• [TASK PROMPT] Lines in the listing below may contain the string "crate". Say how many do, giving only the number.

• [DATASET]

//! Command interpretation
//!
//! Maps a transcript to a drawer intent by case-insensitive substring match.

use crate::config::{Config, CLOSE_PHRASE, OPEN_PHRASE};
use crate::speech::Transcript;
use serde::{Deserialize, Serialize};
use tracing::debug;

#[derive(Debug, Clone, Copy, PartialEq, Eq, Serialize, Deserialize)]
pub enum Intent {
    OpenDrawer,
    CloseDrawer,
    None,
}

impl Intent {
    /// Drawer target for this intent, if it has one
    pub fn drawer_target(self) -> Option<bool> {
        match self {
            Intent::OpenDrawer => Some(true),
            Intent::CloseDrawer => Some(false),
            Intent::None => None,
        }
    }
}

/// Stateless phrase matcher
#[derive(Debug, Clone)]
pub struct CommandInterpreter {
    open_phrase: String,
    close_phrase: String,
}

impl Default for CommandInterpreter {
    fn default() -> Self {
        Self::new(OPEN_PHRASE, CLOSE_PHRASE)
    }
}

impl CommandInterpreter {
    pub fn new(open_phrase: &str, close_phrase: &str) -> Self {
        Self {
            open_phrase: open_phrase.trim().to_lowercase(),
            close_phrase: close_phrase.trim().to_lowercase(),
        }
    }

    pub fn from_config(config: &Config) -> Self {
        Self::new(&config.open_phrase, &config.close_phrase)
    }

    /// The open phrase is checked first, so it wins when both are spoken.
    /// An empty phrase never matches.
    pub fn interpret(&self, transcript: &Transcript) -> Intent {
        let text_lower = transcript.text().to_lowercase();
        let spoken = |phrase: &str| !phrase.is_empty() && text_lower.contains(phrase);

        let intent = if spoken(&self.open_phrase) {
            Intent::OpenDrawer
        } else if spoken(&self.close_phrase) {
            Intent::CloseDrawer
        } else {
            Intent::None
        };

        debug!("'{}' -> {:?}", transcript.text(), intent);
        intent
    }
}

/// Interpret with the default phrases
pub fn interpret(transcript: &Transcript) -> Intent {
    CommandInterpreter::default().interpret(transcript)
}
--
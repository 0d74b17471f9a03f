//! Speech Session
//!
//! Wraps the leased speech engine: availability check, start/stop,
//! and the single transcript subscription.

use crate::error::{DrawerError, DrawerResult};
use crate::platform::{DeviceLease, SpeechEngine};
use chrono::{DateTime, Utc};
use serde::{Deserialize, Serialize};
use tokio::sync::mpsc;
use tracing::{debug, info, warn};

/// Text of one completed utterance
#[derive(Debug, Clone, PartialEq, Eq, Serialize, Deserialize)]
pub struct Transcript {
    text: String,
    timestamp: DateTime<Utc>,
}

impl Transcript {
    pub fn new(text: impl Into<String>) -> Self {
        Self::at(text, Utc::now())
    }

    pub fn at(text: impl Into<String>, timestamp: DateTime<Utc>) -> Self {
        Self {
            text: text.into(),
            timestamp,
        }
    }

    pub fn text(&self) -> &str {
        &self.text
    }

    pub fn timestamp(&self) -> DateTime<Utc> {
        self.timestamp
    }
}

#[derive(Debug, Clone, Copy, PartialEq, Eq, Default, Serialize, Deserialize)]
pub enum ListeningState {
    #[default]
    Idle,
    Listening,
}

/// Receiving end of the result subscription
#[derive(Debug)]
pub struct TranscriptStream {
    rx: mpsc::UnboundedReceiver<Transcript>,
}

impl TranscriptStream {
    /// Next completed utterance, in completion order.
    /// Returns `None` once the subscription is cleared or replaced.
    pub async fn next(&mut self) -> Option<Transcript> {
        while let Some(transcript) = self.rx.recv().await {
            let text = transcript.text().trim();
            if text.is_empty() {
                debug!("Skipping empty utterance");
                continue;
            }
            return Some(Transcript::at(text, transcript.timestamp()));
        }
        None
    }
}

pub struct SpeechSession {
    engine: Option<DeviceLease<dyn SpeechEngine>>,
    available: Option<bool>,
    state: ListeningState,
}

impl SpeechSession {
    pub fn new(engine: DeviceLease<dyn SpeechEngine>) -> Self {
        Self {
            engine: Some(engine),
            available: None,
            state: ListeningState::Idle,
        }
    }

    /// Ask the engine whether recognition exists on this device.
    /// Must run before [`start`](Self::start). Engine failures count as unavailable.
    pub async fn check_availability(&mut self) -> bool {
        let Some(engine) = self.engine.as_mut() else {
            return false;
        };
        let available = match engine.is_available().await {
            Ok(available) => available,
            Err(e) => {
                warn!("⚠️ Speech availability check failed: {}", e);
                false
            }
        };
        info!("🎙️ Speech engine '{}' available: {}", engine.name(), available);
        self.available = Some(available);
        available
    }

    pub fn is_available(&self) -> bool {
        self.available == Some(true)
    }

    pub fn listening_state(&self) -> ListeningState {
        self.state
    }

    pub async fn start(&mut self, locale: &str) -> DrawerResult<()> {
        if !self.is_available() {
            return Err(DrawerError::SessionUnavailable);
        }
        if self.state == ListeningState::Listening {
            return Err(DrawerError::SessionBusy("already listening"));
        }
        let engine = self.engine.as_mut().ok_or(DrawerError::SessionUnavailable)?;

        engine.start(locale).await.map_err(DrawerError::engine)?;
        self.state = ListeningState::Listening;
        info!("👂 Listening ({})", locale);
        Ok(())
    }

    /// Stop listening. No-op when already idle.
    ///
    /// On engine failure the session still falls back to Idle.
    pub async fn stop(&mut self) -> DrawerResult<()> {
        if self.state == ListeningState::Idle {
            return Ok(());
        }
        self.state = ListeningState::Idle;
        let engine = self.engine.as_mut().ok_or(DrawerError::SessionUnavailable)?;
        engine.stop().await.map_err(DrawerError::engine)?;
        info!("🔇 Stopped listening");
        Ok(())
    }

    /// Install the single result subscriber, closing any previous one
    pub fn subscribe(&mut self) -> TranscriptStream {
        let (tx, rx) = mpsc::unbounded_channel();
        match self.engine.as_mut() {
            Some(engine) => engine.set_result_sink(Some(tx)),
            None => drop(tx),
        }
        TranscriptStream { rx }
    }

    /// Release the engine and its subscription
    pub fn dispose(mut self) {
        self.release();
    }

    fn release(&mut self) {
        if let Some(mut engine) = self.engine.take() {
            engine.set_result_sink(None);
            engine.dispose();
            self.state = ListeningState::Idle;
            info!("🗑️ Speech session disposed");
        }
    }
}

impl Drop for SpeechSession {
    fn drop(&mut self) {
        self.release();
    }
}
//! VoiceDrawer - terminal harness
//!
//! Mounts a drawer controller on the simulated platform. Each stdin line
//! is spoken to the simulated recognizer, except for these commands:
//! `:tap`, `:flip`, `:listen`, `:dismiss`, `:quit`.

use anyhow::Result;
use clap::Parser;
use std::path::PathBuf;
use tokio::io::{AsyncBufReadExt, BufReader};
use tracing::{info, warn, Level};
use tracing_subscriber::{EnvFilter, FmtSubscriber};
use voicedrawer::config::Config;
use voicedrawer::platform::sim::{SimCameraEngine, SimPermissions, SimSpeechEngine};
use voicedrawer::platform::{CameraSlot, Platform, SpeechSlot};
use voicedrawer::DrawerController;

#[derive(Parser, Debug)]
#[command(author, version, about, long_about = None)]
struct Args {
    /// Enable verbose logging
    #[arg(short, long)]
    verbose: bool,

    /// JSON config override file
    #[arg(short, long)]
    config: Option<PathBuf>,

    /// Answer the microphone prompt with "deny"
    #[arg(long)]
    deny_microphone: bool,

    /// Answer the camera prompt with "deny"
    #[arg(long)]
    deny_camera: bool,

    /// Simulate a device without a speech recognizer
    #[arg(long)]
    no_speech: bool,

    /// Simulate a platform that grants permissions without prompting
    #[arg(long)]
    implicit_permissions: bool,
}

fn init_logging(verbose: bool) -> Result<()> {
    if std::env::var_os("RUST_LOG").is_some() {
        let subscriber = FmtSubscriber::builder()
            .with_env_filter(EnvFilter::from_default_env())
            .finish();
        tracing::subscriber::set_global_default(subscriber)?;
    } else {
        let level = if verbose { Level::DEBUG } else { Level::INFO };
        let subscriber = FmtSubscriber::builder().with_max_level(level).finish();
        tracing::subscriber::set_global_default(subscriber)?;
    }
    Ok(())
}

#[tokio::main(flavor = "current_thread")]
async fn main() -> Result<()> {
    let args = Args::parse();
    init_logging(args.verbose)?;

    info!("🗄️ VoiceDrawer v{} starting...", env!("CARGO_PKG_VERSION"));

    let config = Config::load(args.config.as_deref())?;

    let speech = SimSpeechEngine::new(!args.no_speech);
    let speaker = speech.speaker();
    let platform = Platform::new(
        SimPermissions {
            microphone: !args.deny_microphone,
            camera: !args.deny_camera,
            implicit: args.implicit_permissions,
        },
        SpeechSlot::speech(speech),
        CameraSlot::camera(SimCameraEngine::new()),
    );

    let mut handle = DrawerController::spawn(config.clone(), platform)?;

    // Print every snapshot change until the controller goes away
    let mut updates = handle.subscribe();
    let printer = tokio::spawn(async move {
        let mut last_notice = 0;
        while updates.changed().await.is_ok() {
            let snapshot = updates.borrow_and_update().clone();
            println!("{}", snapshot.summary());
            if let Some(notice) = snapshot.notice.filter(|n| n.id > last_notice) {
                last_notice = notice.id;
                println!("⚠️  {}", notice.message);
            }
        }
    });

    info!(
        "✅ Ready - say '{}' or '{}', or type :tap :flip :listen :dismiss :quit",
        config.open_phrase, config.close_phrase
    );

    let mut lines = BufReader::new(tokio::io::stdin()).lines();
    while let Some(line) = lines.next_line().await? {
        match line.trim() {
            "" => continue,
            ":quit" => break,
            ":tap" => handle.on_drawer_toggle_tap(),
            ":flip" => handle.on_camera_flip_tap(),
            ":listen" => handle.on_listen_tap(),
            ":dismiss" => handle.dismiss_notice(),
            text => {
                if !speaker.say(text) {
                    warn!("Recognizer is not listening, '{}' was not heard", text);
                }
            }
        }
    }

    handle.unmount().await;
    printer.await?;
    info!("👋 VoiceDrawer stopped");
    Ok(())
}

• [ANSWER SPACE] 4